Musical excellence has been a hallmark of Saint Mark’s since its earliest days. As early as 1893, Rector D.C. Garrett wrote “ The increasing attractiveness and quality of the musical services attract a large number of people with the thought that there has developed at St. Mark’s a special taste for the best order of ecclesiastical music,”

A pipe organ is the iconic instrument of ecclesiastical music generally, and the organ has a special role in the tradition of Anglican cathedral music. But by the time that community of Saint Mark’s had built, then lost, then regained the cathedral building, the organ in the space was completely inadequate.
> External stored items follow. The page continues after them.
//! PostgreSQL persistence adapters using Diesel ORM.
//!
//! Concrete implementations of the domain store ports backed by PostgreSQL
//! through `diesel-async` with `bb8` pooling.
//!
//! - Repository implementations only translate between Diesel rows and domain
//!   types; no business rules live here.
//! - Row structs (`models.rs`) and table definitions (`schema.rs`) stay
//!   private to this module.
//! - Every failure is mapped into `StoreError`; unique violations keep the
//!   constraint name.
//!
//! # Example
//!
//! ```no_run
//! use campsite::outbound::persistence::{DbPool, DieselUserRepository, PoolConfig};
//!
//! # async fn run() -> Result<(), Box<dyn std::error::Error>> {
//! let pool = DbPool::new(PoolConfig::new("postgres://localhost/campsite")).await?;
//! let users = DieselUserRepository::new(pool);
//! # let _ = users;
//! # Ok(())
//! # }
//! ```

mod diesel_category_repository;
mod diesel_credential_repository;
mod diesel_placemark_repository;
mod diesel_review_repository;
mod diesel_user_repository;
mod error_mapping;
mod migrations;
mod models;
mod pool;
mod schema;

pub use diesel_category_repository::DieselCategoryRepository;
pub use diesel_credential_repository::{
    DieselCredentialUnitOfWork, DieselOneTimeTokenRepository, DieselRefreshTokenRepository,
};
pub use diesel_placemark_repository::DieselPlacemarkRepository;
pub use diesel_review_repository::DieselReviewRepository;
pub use diesel_user_repository::DieselUserRepository;
pub use migrations::run_migrations;
pub use pool::{DbPool, PoolConfig, PoolError};
//! PostgreSQL-backed `UserRepository` implementation using Diesel ORM.

use async_trait::async_trait;
use chrono::{DateTime, Utc};
use diesel::prelude::*;
use diesel_async::scoped_futures::ScopedFutureExt;
use diesel_async::{AsyncConnection, RunQueryDsl};
use tracing::debug;
use uuid::Uuid;

use crate::domain::ports::{StoreError, UserRepository};
use crate::domain::{Profile, Role, User, UserId};

use super::error_mapping::{map_diesel_error, map_pool_error};
use super::models::{NewUserRow, ProfileUpdate, UserRow};
use super::pool::DbPool;
use super::schema::{placemarks, reviews, users};

/// Diesel-backed implementation of the user repository port.
#[derive(Clone)]
pub struct DieselUserRepository {
    pool: DbPool,
}

impl DieselUserRepository {
    pub fn new(pool: DbPool) -> Self {
        Self { pool }
    }
}

fn into_user(row: Option<UserRow>) -> Result<Option<User>, StoreError> {
    row.map(UserRow::into_domain).transpose()
}

#[async_trait]
impl UserRepository for DieselUserRepository {
    async fn insert(&self, user: &User) -> Result<(), StoreError> {
        let mut conn = self.pool.get().await.map_err(map_pool_error)?;
        diesel::insert_into(users::table)
            .values(NewUserRow::from(user))
            .execute(&mut conn)
            .await
            .map_err(map_diesel_error)?;
        Ok(())
    }

    async fn find_by_id(&self, id: UserId) -> Result<Option<User>, StoreError> {
        let mut conn = self.pool.get().await.map_err(map_pool_error)?;
        let row = users::table
            .find(*id.as_uuid())
            .select(UserRow::as_select())
            .first::<UserRow>(&mut conn)
            .await
            .optional()
            .map_err(map_diesel_error)?;
        into_user(row)
    }

    async fn find_by_email(&self, email: &str) -> Result<Option<User>, StoreError> {
        let mut conn = self.pool.get().await.map_err(map_pool_error)?;
        let row = users::table
            .filter(users::email.eq(email))
            .select(UserRow::as_select())
            .first::<UserRow>(&mut conn)
            .await
            .optional()
            .map_err(map_diesel_error)?;
        into_user(row)
    }

    async fn find_by_oauth(
        &self,
        provider: &str,
        subject: &str,
    ) -> Result<Option<User>, StoreError> {
        let mut conn = self.pool.get().await.map_err(map_pool_error)?;
        let row = users::table
            .filter(users::oauth_provider.eq(provider))
            .filter(users::oauth_subject.eq(subject))
            .select(UserRow::as_select())
            .first::<UserRow>(&mut conn)
            .await
            .optional()
            .map_err(map_diesel_error)?;
        into_user(row)
    }

    async fn list(&self) -> Result<Vec<User>, StoreError> {
        let mut conn = self.pool.get().await.map_err(map_pool_error)?;
        users::table
            .order(users::created_at.asc())
            .select(UserRow::as_select())
            .load::<UserRow>(&mut conn)
            .await
            .map_err(map_diesel_error)?
            .into_iter()
            .map(UserRow::into_domain)
            .collect()
    }

    async fn update_profile(
        &self,
        id: UserId,
        profile: &Profile,
        now: DateTime<Utc>,
    ) -> Result<Option<User>, StoreError> {
        let mut conn = self.pool.get().await.map_err(map_pool_error)?;
        let changes = ProfileUpdate {
            first_name: &profile.first_name,
            last_name: &profile.last_name,
            contact_email: profile.contact_email.as_deref(),
            contact_phone: profile.contact_phone.as_deref(),
            updated_at: now,
        };
        let row = diesel::update(users::table.find(*id.as_uuid()))
            .set(&changes)
            .returning(UserRow::as_returning())
            .get_result::<UserRow>(&mut conn)
            .await
            .optional()
            .map_err(map_diesel_error)?;
        into_user(row)
    }

    async fn mark_verified(&self, id: UserId, at: DateTime<Utc>) -> Result<bool, StoreError> {
        let mut conn = self.pool.get().await.map_err(map_pool_error)?;
        let updated = diesel::update(users::table.find(*id.as_uuid()))
            .set((users::email_verified_at.eq(at), users::updated_at.eq(at)))
            .execute(&mut conn)
            .await
            .map_err(map_diesel_error)?;
        Ok(updated > 0)
    }

    async fn set_role(
        &self,
        id: UserId,
        role: Role,
        now: DateTime<Utc>,
    ) -> Result<Option<User>, StoreError> {
        let mut conn = self.pool.get().await.map_err(map_pool_error)?;
        let row = diesel::update(users::table.find(*id.as_uuid()))
            .set((users::role.eq(role.as_str()), users::updated_at.eq(now)))
            .returning(UserRow::as_returning())
            .get_result::<UserRow>(&mut conn)
            .await
            .optional()
            .map_err(map_diesel_error)?;
        into_user(row)
    }

    async fn delete(&self, id: UserId) -> Result<bool, StoreError> {
        let uuid: Uuid = *id.as_uuid();
        let mut conn = self.pool.get().await.map_err(map_pool_error)?;

        // Token rows, replies and category authorship follow through the
        // foreign keys; reviews and placemarks go first so the order is fixed.
        let removed = conn
            .transaction(|conn| {
                async move {
                    let owned = placemarks::table
                        .filter(placemarks::owner_id.eq(uuid))
                        .select(placemarks::id);
                    let on_owned = diesel::delete(
                        reviews::table.filter(reviews::placemark_id.eq_any(owned)),
                    )
                    .execute(conn)
                    .await?;
                    let authored =
                        diesel::delete(reviews::table.filter(reviews::author_id.eq(uuid)))
                            .execute(conn)
                            .await?;
                    let spots =
                        diesel::delete(placemarks::table.filter(placemarks::owner_id.eq(uuid)))
                            .execute(conn)
                            .await?;
                    debug!(user_id = %uuid, on_owned, authored, spots, "removing account content");
                    diesel::delete(users::table.find(uuid)).execute(conn).await
                }
                .scope_boxed()
            })
            .await
            .map_err(map_diesel_error)?;
        Ok(removed > 0)
    }
}
//! UUID-backed identifiers for the stored aggregates.

use std::fmt;
use std::str::FromStr;

use serde::{Deserialize, Serialize};
use uuid::Uuid;

macro_rules! define_uuid_id {
    ($(#[$meta:meta])* $name:ident) => {
        $(#[$meta])*
        #[derive(Debug, Clone, Copy, PartialEq, Eq, Hash, PartialOrd, Ord, Serialize, Deserialize)]
        #[serde(transparent)]
        pub struct $name(Uuid);

        impl $name {
            /// Generate a fresh random identifier.
            #[must_use]
            pub fn random() -> Self {
                Self(Uuid::new_v4())
            }

            pub const fn from_uuid(uuid: Uuid) -> Self {
                Self(uuid)
            }

            pub const fn as_uuid(&self) -> &Uuid {
                &self.0
            }
        }

        impl From<Uuid> for $name {
            fn from(value: Uuid) -> Self {
                Self(value)
            }
        }

        impl fmt::Display for $name {
            fn fmt(&self, f: &mut fmt::Formatter<'_>) -> fmt::Result {
                self.0.fmt(f)
            }
        }

        impl FromStr for $name {
            type Err = uuid::Error;

            fn from_str(s: &str) -> Result<Self, Self::Err> {
                Uuid::parse_str(s).map(Self)
            }
        }
    };
}

define_uuid_id!(
    /// Stable user identifier.
    UserId
);
define_uuid_id!(CategoryId);
define_uuid_id!(PlacemarkId);
define_uuid_id!(ReviewId);

#[cfg(test)]
mod tests {
    use super::*;
    use rstest::rstest;

    #[rstest]
    fn ids_parse_and_serialize_as_plain_strings() {
        let raw = "3fa85f64-5717-4562-b3fc-2c963f66afa6";
        let id: UserId = raw.parse().expect("valid uuid");
        assert_eq!(
            serde_json::to_value(id).expect("serializes"),
            serde_json::json!(raw)
        );
    }

    #[rstest]
    #[case("")]
    #[case("not-a-uuid")]
    fn invalid_ids_are_rejected(#[case] raw: &str) {
        assert!(raw.parse::<PlacemarkId>().is_err());
    }
}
In 1951, Dean Leffler recruited a very young and spectacularly talented musician, Peter Hallock, to rebuild the cathedral music program from the ground up. Hallock accepted the position on the condition that the organ be replaced. By the time, a decade later, that the process of creating a new organ could begin, he had become convinced that the Dutch firm of D.A. Flentrop Orgelbouw was the best and only choice to build the new instrument for Saint Mark’s.

The firm was creating organs that used mechanical action, that is, physical linkages between the keys and the pipes, as organs had been built in the 18th century. For over a hundred years this way of building organs had been considered completely antiquated, superseded by new pneumatic and electrical technology. Flentrop thought otherwise. The Flentrop organs were not, however, reproductions of historical instruments: they were simultaneously both the most historical and the most innovative instruments being built at the time, with the tonal and technological resources to play a wide variety of music.

Hand-building an instrument to fit the nave of St. Mark’s was an unprecedented feat – it was the largest organ that Flentrop had built to that point and one of the largest mechanical action organs in North America. Today, the Flentrop remains a prominent part not only of St. Mark’s worship services, but of Seattle’s cultural life. In the words of Roger Sherman: “Today, for many people in the Pacific Northwest, the Flentrop is the very definition of what an organ is.”

The final stop on our tour is in the northeast corner of the nave – walk back up the north aisle to “Compline corner.”


Additional Resources:

More information about the all the organs at Saint Mark's, including specifications and stop lists, can be found on the "Organs" page of the cathedral website.

The Flentrop Organ of Saint Mark’s Cathedral: A History and Guide to Registration (.pdf), a detailed history and description of the instrument written by Associate Organist Emeritus Roger Sherman.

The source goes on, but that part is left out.